Search the entries for the word "whose" and report each line that has it.
== DATA SHOWN
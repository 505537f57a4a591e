//! Declarative read pipelines.
//!
//! A pipeline is an ordered list of stages over one source collection:
//! match, join, derive, project, sort, skip, limit. Stages must appear in
//! that order; joins and derivations may repeat, the others appear at most
//! once. Joins carry their own nested stages, which shape the joined rows.

use tubeline_common::{AppError, AppResult};
use tubeline_db::store::{CollectionName, Filter, SortKey};

/// How many joined rows attach to each primary row.
#[derive(Debug, Clone, Copy, PartialEq, Eq)]
pub enum Cardinality {
    /// The first match or `null`.
    One,
    /// Every match; an empty array when none.
    Many,
}

/// Left-outer join from the current rows into another collection.
///
/// `local` may hold a single value or an array of values. For an array the
/// joined rows follow the array's order.
#[derive(Debug, Clone)]
pub struct Join {
    pub into: &'static str,
    pub collection: CollectionName,
    pub local: &'static str,
    pub foreign: &'static str,
    pub cardinality: Cardinality,
    pub stages: Vec<Stage>,
}

impl Join {
    /// Attach the single row of `collection` whose `foreign` equals `local`.
    #[must_use]
    pub const fn one(
        into: &'static str,
        collection: CollectionName,
        local: &'static str,
        foreign: &'static str,
    ) -> Self {
        Self {
            into,
            collection,
            local,
            foreign,
            cardinality: Cardinality::One,
            stages: Vec::new(),
        }
    }

    /// Attach every row of `collection` whose `foreign` matches `local`.
    #[must_use]
    pub const fn many(
        into: &'static str,
        collection: CollectionName,
        local: &'static str,
        foreign: &'static str,
    ) -> Self {
        Self {
            into,
            collection,
            local,
            foreign,
            cardinality: Cardinality::Many,
            stages: Vec::new(),
        }
    }

    /// Restrict the joined rows.
    #[must_use]
    pub fn filter(mut self, filter: Filter) -> Self {
        self.stages.push(Stage::Match(filter));
        self
    }

    /// Nested join on the joined rows.
    #[must_use]
    pub fn join(mut self, join: Self) -> Self {
        self.stages.push(Stage::Join(join));
        self
    }

    /// Derivation on the joined rows.
    #[must_use]
    pub fn derive(mut self, derive: Derive) -> Self {
        self.stages.push(Stage::Derive(derive));
        self
    }

    /// Field allow-list for the joined rows.
    #[must_use]
    pub fn project(mut self, fields: &[&'static str]) -> Self {
        self.stages.push(Stage::Project(fields.to_vec()));
        self
    }

    /// Order of joined rows for a many-join on a scalar key.
    #[must_use]
    pub fn sort(mut self, keys: Vec<SortKey>) -> Self {
        self.stages.push(Stage::Sort(keys));
        self
    }
}

/// A computed field.
#[derive(Debug, Clone)]
pub enum Derive {
    /// Number of rows in `collection` whose `foreign` equals this row's `local`.
    Count {
        into: &'static str,
        collection: CollectionName,
        foreign: &'static str,
        local: &'static str,
        filter: Filter,
    },
    /// Whether such a row exists with `actor_field == actor`.
    ///
    /// Always `false` without an actor.
    Exists {
        into: &'static str,
        collection: CollectionName,
        foreign: &'static str,
        local: &'static str,
        filter: Filter,
        actor_field: &'static str,
        actor: Option<String>,
    },
    /// Sum of `field` across the objects in the array at `from`.
    Sum {
        into: &'static str,
        from: &'static str,
        field: &'static str,
    },
    /// Length of the array at `from`.
    Size {
        into: &'static str,
        from: &'static str,
    },
    /// `field` of the first object in the array at `from`.
    First {
        into: &'static str,
        from: &'static str,
        field: &'static str,
    },
    /// Copy of the value at `from`.
    Copy {
        into: &'static str,
        from: &'static str,
    },
}

impl Derive {
    /// Field the derivation writes.
    #[must_use]
    pub const fn into(&self) -> &'static str {
        match self {
            Self::Count { into, .. }
            | Self::Exists { into, .. }
            | Self::Sum { into, .. }
            | Self::Size { into, .. }
            | Self::First { into, .. }
            | Self::Copy { into, .. } => into,
        }
    }
}

/// One pipeline stage.
#[derive(Debug, Clone)]
pub enum Stage {
    Match(Filter),
    Join(Join),
    Derive(Derive),
    Project(Vec<&'static str>),
    Sort(Vec<SortKey>),
    Skip(u64),
    Limit(u64),
}

impl Stage {
    const fn rank(&self) -> u8 {
        match self {
            Self::Match(_) => 0,
            Self::Join(_) => 1,
            Self::Derive(_) => 2,
            Self::Project(_) => 3,
            Self::Sort(_) => 4,
            Self::Skip(_) => 5,
            Self::Limit(_) => 6,
        }
    }

    const fn repeatable(&self) -> bool {
        matches!(self, Self::Join(_) | Self::Derive(_))
    }

    const fn name(&self) -> &'static str {
        match self {
            Self::Match(_) => "match",
            Self::Join(_) => "join",
            Self::Derive(_) => "derive",
            Self::Project(_) => "project",
            Self::Sort(_) => "sort",
            Self::Skip(_) => "skip",
            Self::Limit(_) => "limit",
        }
    }

    /// Field this stage adds to each row, if any.
    #[must_use]
    pub const fn produces(&self) -> Option<&'static str> {
        match self {
            Self::Join(join) => Some(join.into),
            Self::Derive(derive) => Some(derive.into()),
            _ => None,
        }
    }
}

fn check_order(stages: &[Stage], nested: bool) -> AppResult<()> {
    let mut previous: Option<&Stage> = None;
    for stage in stages {
        if nested && matches!(stage, Stage::Skip(_) | Stage::Limit(_)) {
            return Err(invalid(format!("{} is not allowed inside a join", stage.name())));
        }
        if let Some(prev) = previous {
            if stage.rank() < prev.rank() {
                return Err(invalid(format!(
                    "{} may not follow {}",
                    stage.name(),
                    prev.name()
                )));
            }
            if stage.rank() == prev.rank() && !stage.repeatable() {
                return Err(invalid(format!("{} appears twice", stage.name())));
            }
        }
        if let Stage::Join(join) = stage {
            check_order(&join.stages, true)?;
        }
        previous = Some(stage);
    }
    Ok(())
}

fn invalid(message: String) -> AppError {
    AppError::Internal(format!("invalid pipeline: {message}"))
}

/// A pipeline over one source collection.
#[derive(Debug, Clone)]
pub struct Pipeline {
    source: CollectionName,
    stages: Vec<Stage>,
}

impl Pipeline {
    /// Empty pipeline over `source`.
    #[must_use]
    pub const fn new(source: CollectionName) -> Self {
        Self {
            source,
            stages: Vec::new(),
        }
    }

    /// Append a stage.
    #[must_use]
    pub fn stage(mut self, stage: Stage) -> Self {
        self.stages.push(stage);
        self
    }

    /// Append a match stage.
    #[must_use]
    pub fn filter(self, filter: Filter) -> Self {
        self.stage(Stage::Match(filter))
    }

    /// Append a join stage.
    #[must_use]
    pub fn join(self, join: Join) -> Self {
        self.stage(Stage::Join(join))
    }

    /// Append a derive stage.
    #[must_use]
    pub fn derive(self, derive: Derive) -> Self {
        self.stage(Stage::Derive(derive))
    }

    /// Append a projection.
    #[must_use]
    pub fn project(self, fields: &[&'static str]) -> Self {
        self.stage(Stage::Project(fields.to_vec()))
    }

    /// Append a sort.
    #[must_use]
    pub fn sort(self, keys: Vec<SortKey>) -> Self {
        self.stage(Stage::Sort(keys))
    }

    /// Append a skip.
    #[must_use]
    pub fn skip(self, n: u64) -> Self {
        self.stage(Stage::Skip(n))
    }

    /// Append a limit.
    #[must_use]
    pub fn limit(self, n: u64) -> Self {
        self.stage(Stage::Limit(n))
    }

    /// Source collection.
    #[must_use]
    pub const fn source(&self) -> CollectionName {
        self.source
    }

    /// The stages, in order.
    #[must_use]
    pub fn stages(&self) -> &[Stage] {
        &self.stages
    }

    /// Check the stage order.
    pub fn validate(&self) -> AppResult<()> {
        check_order(&self.stages, false)
    }
}

/// A validated stage list split by role.
#[derive(Debug, Default)]
pub(crate) struct Parts<'a> {
    pub filter: Filter,
    pub enrich: Vec<&'a Stage>,
    pub project: Option<&'a [&'static str]>,
    pub sort: Option<&'a [SortKey]>,
    pub skip: u64,
    pub limit: Option<u64>,
}

impl<'a> Parts<'a> {
    pub(crate) fn of(stages: &'a [Stage]) -> Self {
        let mut parts = Self::default();
        for stage in stages {
            match stage {
                Stage::Match(filter) => parts.filter = filter.clone(),
                Stage::Join(_) | Stage::Derive(_) => parts.enrich.push(stage),
                Stage::Project(fields) => parts.project = Some(fields.as_slice()),
                Stage::Sort(keys) => parts.sort = Some(keys.as_slice()),
                Stage::Skip(n) => parts.skip = *n,
                Stage::Limit(n) => parts.limit = Some(*n),
            }
        }
        parts
    }

    /// Whether any sort key names a field added by a join or derivation.
    pub(crate) fn sorts_on_derived(&self) -> bool {
        let Some(keys) = self.sort else {
            return false;
        };
        keys.iter()
            .any(|key| self.enrich.iter().any(|s| s.produces() == Some(key.field)))
    }
}

#[cfg(test)]
#[allow(clippy::unwrap_used)]
mod tests {
    use super::*;

    fn owner() -> Join {
        Join::one("owner", CollectionName::Users, "owner_id", "id")
            .project(&["id", "username"])
    }

    #[test]
    fn test_canonical_order_is_valid() {
        let pipeline = Pipeline::new(CollectionName::Videos)
            .filter(Filter::all().eq("is_published", true))
            .join(owner())
            .derive(Derive::Size {
                into: "n",
                from: "x",
            })
            .derive(Derive::Copy {
                into: "m",
                from: "y",
            })
            .project(&["id", "owner"])
            .sort(vec![SortKey::desc("created_at")])
            .skip(10)
            .limit(10);
        assert!(pipeline.validate().is_ok());
    }

    #[test]
    fn test_out_of_order_stage_is_rejected() {
        let pipeline = Pipeline::new(CollectionName::Videos)
            .sort(vec![SortKey::desc("created_at")])
            .join(owner());
        let err = pipeline.validate().unwrap_err();
        assert!(err.to_string().contains("join may not follow sort"));
    }

    #[test]
    fn test_duplicate_singleton_stage_is_rejected() {
        let pipeline = Pipeline::new(CollectionName::Videos)
            .limit(1)
            .limit(2);
        assert!(pipeline.validate().is_err());
    }

    #[test]
    fn test_window_inside_join_is_rejected() {
        let join = owner().stage_for_test(Stage::Limit(1));
        let pipeline = Pipeline::new(CollectionName::Videos).join(join);
        assert!(pipeline.validate().is_err());
    }

    #[test]
    fn test_sorts_on_derived() {
        let stages = vec![
            Stage::Derive(Derive::Size {
                into: "likes_count",
                from: "likes",
            }),
            Stage::Sort(vec![SortKey::desc("likes_count")]),
        ];
        assert!(Parts::of(&stages).sorts_on_derived());

        let stages = vec![
            Stage::Join(owner()),
            Stage::Sort(vec![SortKey::desc("views")]),
        ];
        assert!(!Parts::of(&stages).sorts_on_derived());
    }

    impl Join {
        fn stage_for_test(mut self, stage: Stage) -> Self {
            self.stages.push(stage);
            self
        }
    }
}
====
(SOLUTION TO THIS PROBLEM):
    /// Attach the single row of `collection` whose `foreign` equals `local`.
    /// Attach every row of `collection` whose `foreign` matches `local`.
    /// Number of rows in `collection` whose `foreign` equals this row's `local`.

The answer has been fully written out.